Sadly, the virus is not the only pandemic we have faced this year. We have also been confronted by the longstanding pandemic of racial inequality and injustice which has sparked an awakening and hard conversations about race that are long overdue. We have experienced the pandemic of divisiveness and the outrage of blatant attacks on our democracy and our Constitution. As social animals, we have faced the pandemic of social isolation, loneliness and depression, which take a toll on our psyche and our health.

Historically, when faced with a deadly external threat, our country has come together for the common good. Remember how united we felt after 9/11 when American flags were everywhere, and patriotism was at an all-time high? The COVID-19 pandemic and our response to it has shockingly and tragically divided our nation more than ever. Rather than treating the pandemic as a common enemy to be fought and conquered, some have chosen to treat the opposing political party as the focus of their attacks. This division has weakened our ability to appropriately respond to the pandemic by following recommendations from the scientific community.

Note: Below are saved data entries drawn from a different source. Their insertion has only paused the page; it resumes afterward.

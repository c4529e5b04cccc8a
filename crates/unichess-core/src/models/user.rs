use serde::{Deserialize, Serialize};

/// Account creation request for `POST /users/`
#[derive(Clone, Serialize)]
#[cfg_attr(feature = "ts", derive(ts_rs::TS), ts(export))]
pub struct NewUser {
    pub email: String,
    pub password: String,
}

#[derive(Debug, Clone, PartialEq, Eq, Serialize, Deserialize)]
#[cfg_attr(feature = "ts", derive(ts_rs::TS), ts(export))]
pub struct User {
    pub id: i64,
    pub email: String,
}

While it is hard to remain hopeful and optimistic, this is exactly what we must do. I hope that we have learned something from surviving the myriad of hardships we have faced, and we will emerge stronger, more empathetic to others and more adaptable. I hope that we have learned that we cannot remain silent in the face of injustice and oppression. When we see inequality, we must take it as a call to action. As the late John Lewis famously said, “Get in good trouble, necessary trouble, and help redeem the soul of America.” Be the change you wish to see in the world. Whether by taking to the polls in massive numbers, working to change unjust laws or speaking out for those without a voice, I hope that we have learned that we are not powerless, and that each of us has the potential to create positive change. I believe that the most important lesson to be learned from 2020 is that we cannot allow the pandemic of indifference to exist in our society. History has its eyes on us, and we are the authors of our own story. Let us use this power as a force for good.

Stay well, stay connected, stay engaged.